[Records provided Boundary: Start]

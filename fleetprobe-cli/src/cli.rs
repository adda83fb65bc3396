//! CLI argument parsing types using `clap`.

use std::path::PathBuf;

use clap::{Args, Parser, Subcommand};

/// `fleetprobe` polls a fleet of hosts over persistent SSH sessions
#[derive(Parser)]
#[command(name = "fleetprobe")]
#[command(author, version, about = "Persistent SSH fleet poller")]
#[command(propagate_version = true)]
pub struct Cli {
    /// Path to the settings file (default: ./fleetprobe.toml if present)
    #[arg(short, long, global = true, env = "FLEETPROBE_CONFIG")]
    pub config: Option<PathBuf>,

    /// Increase log verbosity (-v, -vv, -vvv)
    #[arg(short, long, action = clap::ArgAction::Count, global = true)]
    pub verbose: u8,

    /// Only log errors
    #[arg(short, long, global = true)]
    pub quiet: bool,

    /// Append logs to this file instead of stderr
    #[arg(long, global = true, value_name = "PATH")]
    pub log_file: Option<PathBuf>,

    #[command(subcommand)]
    pub command: Commands,
}

/// Overrides for values from the settings file
#[derive(Debug, Clone, Default, Args)]
pub struct SettingsArgs {
    /// Host list file, one address per line
    #[arg(short = 'H', long, value_name = "PATH")]
    pub hosts: Option<PathBuf>,

    /// Seconds between probe rounds
    #[arg(short, long, value_name = "SECS")]
    pub interval: Option<u64>,

    /// SSH port on every host
    #[arg(short, long)]
    pub port: Option<u16>,

    /// Append records to this file instead of stdout
    #[arg(short, long, value_name = "PATH")]
    pub output: Option<PathBuf>,

    /// Stop each worker after this many cycles
    #[arg(long, value_name = "N")]
    pub cycles: Option<u64>,

    /// Use a pool of N workers over a shared rotation instead of one per host
    #[arg(long, value_name = "N")]
    pub shared_workers: Option<usize>,
}

/// Available CLI commands
#[derive(Subcommand)]
pub enum Commands {
    /// Poll every host until interrupted
    #[command(about = "Poll every host until interrupted or the cycle limit is reached")]
    Run {
        #[command(flatten)]
        settings: SettingsArgs,

        /// Login name on every host
        #[arg(short, long, env = "FLEETPROBE_USER")]
        user: Option<String>,
    },

    /// Validate settings and host list
    #[command(about = "Validate settings and host list, optionally logging in to every host")]
    Check {
        #[command(flatten)]
        settings: SettingsArgs,

        /// Also connect and authenticate to every host once
        #[arg(long)]
        connect: bool,

        /// Login name, required with --connect
        #[arg(short, long, env = "FLEETPROBE_USER")]
        user: Option<String>,
    },

    /// Print the effective probe set
    #[command(about = "Print the probes that run against every host")]
    Probes,
}
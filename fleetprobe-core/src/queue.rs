//! Rotating job queue
//!
//! A fixed-size ring of entries with a lock-protected cursor. Each call to
//! [`JobQueue::next`] hands out the entry under the cursor and advances it by
//! one, so callers see the entries in strict rotation regardless of how many
//! threads share the queue.

use std::sync::{Mutex, PoisonError};

use crate::error::QueueError;

/// One hand-out from [`JobQueue::next_dispatch`]
#[derive(Debug, Clone, Copy, PartialEq, Eq)]
pub struct Dispatch<'a, T> {
    /// Zero-based count of hand-outs made before this one
    pub sequence: u64,
    /// Slot index that was handed out
    pub index: usize,
    /// The entry in that slot
    pub entry: &'a T,
}

#[derive(Debug)]
struct Cursor {
    position: usize,
    dispatched: u64,
}

/// Fixed-size rotation of entries with a shared cursor
#[derive(Debug)]
pub struct JobQueue<T> {
    entries: Vec<T>,
    cursor: Mutex<Cursor>,
}

impl<T> JobQueue<T> {
    /// Creates a queue over `entries`, starting at index 0
    ///
    /// # Errors
    ///
    /// Returns `QueueError::Empty` if `entries` is empty.
    pub fn new(entries: Vec<T>) -> Result<Self, QueueError> {
        if entries.is_empty() {
            return Err(QueueError::Empty);
        }
        Ok(Self {
            entries,
            cursor: Mutex::new(Cursor {
                position: 0,
                dispatched: 0,
            }),
        })
    }

    /// Returns the entry under the cursor and advances the cursor
    pub fn next(&self) -> &T {
        self.next_dispatch().entry
    }

    /// Like [`Self::next`], also returning the slot index that was handed out
    pub fn next_indexed(&self) -> (usize, &T) {
        let dispatch = self.next_dispatch();
        (dispatch.index, dispatch.entry)
    }

    /// Fetch-and-advance under the cursor lock.
    ///
    /// The lock is held only for the index arithmetic, never while the
    /// caller uses the entry. `sequence` is unique per call.
    pub fn next_dispatch(&self) -> Dispatch<'_, T> {
        let (sequence, index) = {
            let mut cursor = self.cursor.lock().unwrap_or_else(PoisonError::into_inner);
            let index = cursor.position % self.entries.len();
            cursor.position = (index + 1) % self.entries.len();
            let sequence = cursor.dispatched;
            cursor.dispatched += 1;
            (sequence, index)
        };
        Dispatch {
            sequence,
            index,
            entry: &self.entries[index],
        }
    }

    /// Number of slots; always at least one
    #[must_use]
    pub fn len(&self) -> usize {
        self.entries.len()
    }

    /// Always `false`; an empty queue cannot be constructed
    #[must_use]
    pub fn is_empty(&self) -> bool {
        self.entries.is_empty()
    }

    /// Iterates over all entries in slot order without touching the cursor
    pub fn iter(&self) -> std::slice::Iter<'_, T> {
        self.entries.iter()
    }
}
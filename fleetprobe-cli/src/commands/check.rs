//! Settings and connectivity check command.

use std::path::Path;
use std::thread;

use fleetprobe_core::credentials::Credentials;
use fleetprobe_core::error::SessionError;
use fleetprobe_core::provider::{RemoteSessionProvider, Ssh2Provider};
use fleetprobe_core::session::HostSession;

use crate::cli::SettingsArgs;
use crate::error::CliError;
use crate::util::{load_settings, read_credentials};

/// Check command handler
pub fn cmd_check(
    config_path: Option<&Path>,
    overrides: &SettingsArgs,
    connect: bool,
    user: Option<String>,
) -> Result<(), CliError> {
    let settings = load_settings(config_path, overrides)?;
    let probes = settings.probe_set()?;
    let hosts = settings.load_hosts()?;

    println!(
        "Settings OK: {} hosts from {}, {} probes, every {}s, {} scheduling with {} workers",
        hosts.len(),
        settings.hosts_file.display(),
        probes.len(),
        settings.interval_secs,
        settings.scheduling,
        settings.worker_count(hosts.len()),
    );

    if !connect {
        return Ok(());
    }

    let credentials = read_credentials(user)?;
    let provider = Ssh2Provider::new(settings.ssh_options());
    println!("Connecting to {} hosts...\n", hosts.len());

    let results = check_hosts(&provider, &credentials, hosts.iter());
    let mut failed = 0usize;
    for (address, result) in &results {
        match result {
            Ok(()) => println!("  ok    {address}"),
            Err(e) => {
                failed += 1;
                println!("  FAIL  {e}");
            }
        }
    }
    println!();

    if failed > 0 {
        return Err(CliError::CheckFailed(format!(
            "{failed} of {} hosts failed",
            results.len()
        )));
    }
    println!("All {} hosts reachable", results.len());
    Ok(())
}

/// Sets up and tears down one session per host, all hosts in parallel
fn check_hosts<'a, P: RemoteSessionProvider>(
    provider: &P,
    credentials: &Credentials,
    hosts: impl Iterator<Item = &'a str>,
) -> Vec<(String, Result<(), SessionError>)> {
    thread::scope(|scope| {
        let handles: Vec<_> = hosts
            .map(|address| {
                let handle = scope.spawn(move || {
                    let mut session = HostSession::<P>::new(address);
                    let result = session.ensure_ready(provider, credentials);
                    session.close(provider);
                    result
                });
                (address, handle)
            })
            .collect();

        handles
            .into_iter()
            .map(|(address, handle)| {
                let result = handle.join().unwrap_or_else(|_| {
                    Err(SessionError::Connect {
                        address: address.to_string(),
                        source: fleetprobe_core::error::ProviderError::new("check thread panicked"),
                    })
                });
                (address.to_string(), result)
            })
            .collect()
    })
}
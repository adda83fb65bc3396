//! Property-based tests for the rotating job queue

use fleetprobe_core::JobQueue;
use proptest::prelude::*;
use std::collections::HashSet;
use std::sync::Arc;

proptest! {
    #![proptest_config(ProptestConfig::with_cases(100))]

    #[test]
    fn rotation_is_strict_from_index_zero(size in 1usize..32, calls in 0usize..400) {
        let queue = JobQueue::new((0..size).collect::<Vec<_>>()).unwrap();

        for i in 0..calls {
            let (index, entry) = queue.next_indexed();
            prop_assert_eq!(index, i % size);
            prop_assert_eq!(*entry, i % size);
        }
    }

    #[test]
    fn every_slot_served_floor_or_ceil(size in 1usize..32, calls in 0usize..400) {
        let queue = JobQueue::new((0..size).collect::<Vec<_>>()).unwrap();
        let mut counts = vec![0usize; size];
        for _ in 0..calls {
            counts[*queue.next()] += 1;
        }

        let floor = calls / size;
        let ceil = calls.div_ceil(size);
        for (slot, count) in counts.iter().enumerate() {
            prop_assert!(
                *count == floor || *count == ceil,
                "slot {} served {} times, expected {} or {}", slot, count, floor, ceil
            );
        }
    }
}

proptest! {
    #![proptest_config(ProptestConfig::with_cases(16))]

    #[test]
    fn concurrent_callers_never_share_a_dispatch(
        size in 1usize..8,
        threads in 2usize..6,
        per_thread in 1usize..60,
    ) {
        let queue = Arc::new(JobQueue::new((0..size).collect::<Vec<_>>()).unwrap());

        let handles: Vec<_> = (0..threads)
            .map(|_| {
                let queue = Arc::clone(&queue);
                std::thread::spawn(move || {
                    (0..per_thread)
                        .map(|_| {
                            let d = queue.next_dispatch();
                            (d.sequence, d.index)
                        })
                        .collect::<Vec<_>>()
                })
            })
            .collect();

        let mut seen = HashSet::new();
        for handle in handles {
            for (sequence, index) in handle.join().unwrap() {
                // Position in the global order fixes the slot handed out.
                prop_assert_eq!(index, (sequence as usize) % size);
                prop_assert!(seen.insert(sequence), "sequence {} observed twice", sequence);
            }
        }
        prop_assert_eq!(seen.len(), threads * per_thread);
    }
}

#[test]
fn empty_queue_is_rejected_at_construction() {
    assert!(JobQueue::<u8>::new(Vec::new()).is_err());
}
//! Command handler modules for the CLI.

mod check;
mod probes;
mod run;

use std::path::Path;

use crate::cli::Commands;
use crate::error::CliError;

/// Dispatch a CLI command to the appropriate handler.
pub fn dispatch(config_path: Option<&Path>, command: Commands) -> Result<(), CliError> {
    match command {
        Commands::Run { settings, user } => run::cmd_run(config_path, &settings, user),
        Commands::Check {
            settings,
            connect,
            user,
        } => check::cmd_check(config_path, &settings, connect, user),
        Commands::Probes => probes::cmd_probes(config_path),
    }
}
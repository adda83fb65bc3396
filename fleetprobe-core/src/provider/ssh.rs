//! libssh2-backed provider
//!
//! Uses the blocking `ssh2` bindings: one TCP stream and one
//! [`ssh2::Session`] per host, one [`ssh2::Channel`] per command.

use std::io::Read;
use std::net::{SocketAddr, TcpStream, ToSocketAddrs};
use std::time::Duration;

use ssh2::{Channel, ErrorCode, Session};

use super::RemoteSessionProvider;
use crate::credentials::Credentials;
use crate::error::{ExecError, ProviderError};

/// Default SSH port
pub const DEFAULT_SSH_PORT: u16 = 22;

/// libssh2 result codes the exec path distinguishes
pub mod codes {
    /// `LIBSSH2_ERROR_ALLOC`
    pub const ALLOC: i32 = -6;
    /// `LIBSSH2_ERROR_SOCKET_SEND`
    pub const SOCKET_SEND: i32 = -7;
    /// `LIBSSH2_ERROR_CHANNEL_REQUEST_DENIED`
    pub const CHANNEL_REQUEST_DENIED: i32 = -22;
    /// `LIBSSH2_ERROR_EAGAIN`
    pub const EAGAIN: i32 = -37;
}

/// Transport options for [`Ssh2Provider`]
#[derive(Debug, Clone, PartialEq, Eq)]
pub struct SshOptions {
    /// TCP port on every host
    pub port: u16,
    /// Deadline for the TCP connect; `None` blocks until the OS gives up
    pub connect_timeout: Option<Duration>,
    /// libssh2 blocking-call timeout; `None` waits indefinitely
    pub session_timeout: Option<Duration>,
}

impl Default for SshOptions {
    fn default() -> Self {
        Self {
            port: DEFAULT_SSH_PORT,
            connect_timeout: Some(Duration::from_secs(10)),
            session_timeout: None,
        }
    }
}

/// Production [`RemoteSessionProvider`] over libssh2
#[derive(Debug, Clone, Default)]
pub struct Ssh2Provider {
    options: SshOptions,
}

impl Ssh2Provider {
    /// Creates a provider with the given transport options
    #[must_use]
    pub const fn new(options: SshOptions) -> Self {
        Self { options }
    }

    /// Returns the transport options
    #[must_use]
    pub const fn options(&self) -> &SshOptions {
        &self.options
    }
}

fn raw_code(err: &ssh2::Error) -> i32 {
    match err.code() {
        ErrorCode::Session(code) | ErrorCode::SFTP(code) => code,
    }
}

fn provider_error(err: &ssh2::Error) -> ProviderError {
    ProviderError::with_code(raw_code(err), err.message())
}

/// Maps a libssh2 exec result code onto [`ExecError`]
#[must_use]
pub fn classify_exec_code(code: i32, message: &str) -> ExecError {
    match code {
        codes::ALLOC => ExecError::Alloc,
        codes::SOCKET_SEND => ExecError::SocketSend,
        codes::CHANNEL_REQUEST_DENIED => ExecError::RequestDenied,
        codes::EAGAIN => ExecError::WouldBlock,
        other => ExecError::Unknown {
            code: other,
            message: message.to_string(),
        },
    }
}

impl RemoteSessionProvider for Ssh2Provider {
    type Socket = TcpStream;
    type Session = Session;
    type Channel = Channel;

    fn connect(&self, address: &str) -> Result<TcpStream, ProviderError> {
        let addrs: Vec<SocketAddr> = (address, self.options.port)
            .to_socket_addrs()
            .map_err(|e| ProviderError::new(format!("failed to resolve '{address}': {e}")))?
            .collect();

        if addrs.is_empty() {
            return Err(ProviderError::new(format!(
                "no addresses found for '{address}'"
            )));
        }

        let mut last_error = None;
        for addr in addrs {
            let attempt = match self.options.connect_timeout {
                Some(timeout) => TcpStream::connect_timeout(&addr, timeout),
                None => TcpStream::connect(addr),
            };
            match attempt {
                Ok(stream) => return Ok(stream),
                Err(e) => last_error = Some(e),
            }
        }

        Err(last_error.map_or_else(
            || ProviderError::new("connection failed"),
            ProviderError::from,
        ))
    }

    fn handshake(&self, socket: TcpStream) -> Result<Session, ProviderError> {
        let mut session = Session::new().map_err(|e| provider_error(&e))?;
        if let Some(timeout) = self.options.session_timeout {
            session.set_timeout(u32::try_from(timeout.as_millis()).unwrap_or(u32::MAX));
        }
        session.set_tcp_stream(socket);
        session.handshake().map_err(|e| provider_error(&e))?;
        Ok(session)
    }

    fn authenticate(&self, session: &Session, credentials: &Credentials) -> Result<(), ProviderError> {
        session
            .userauth_password(credentials.username(), credentials.expose_password())
            .map_err(|e| provider_error(&e))?;
        if session.authenticated() {
            Ok(())
        } else {
            Err(ProviderError::new("server did not accept password authentication"))
        }
    }

    fn open_channel(&self, session: &Session) -> Result<Channel, ProviderError> {
        session.channel_session().map_err(|e| provider_error(&e))
    }

    fn exec(&self, channel: &mut Channel, command: &str) -> Result<(), ExecError> {
        channel
            .exec(command)
            .map_err(|e| classify_exec_code(raw_code(&e), e.message()))
    }

    fn read_chunk(&self, channel: &mut Channel, buf: &mut [u8]) -> Result<usize, ProviderError> {
        channel.read(buf).map_err(ProviderError::from)
    }

    fn close_channel(&self, channel: &mut Channel) {
        if let Err(e) = channel.send_eof() {
            tracing::trace!(error = %e, "send_eof failed during channel release");
        }
        if let Err(e) = channel.close() {
            tracing::trace!(error = %e, "close failed during channel release");
        }
        if let Err(e) = channel.wait_close() {
            tracing::trace!(error = %e, "wait_close failed during channel release");
        }
    }

    fn close_session(&self, session: Session) {
        if let Err(e) = session.disconnect(None, "Normal shutdown", None) {
            tracing::debug!(error = %e, "session disconnect failed");
        }
    }
}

[Records provided Boundary: End]

*Task goal*
From the entries above, copy every line containing the word "message".

*Completed task*
    ProviderError::with_code(raw_code(err), err.message())
pub fn classify_exec_code(code: i32, message: &str) -> ExecError {
            message: message.to_string(),
            .map_err(|e| classify_exec_code(raw_code(&e), e.message()))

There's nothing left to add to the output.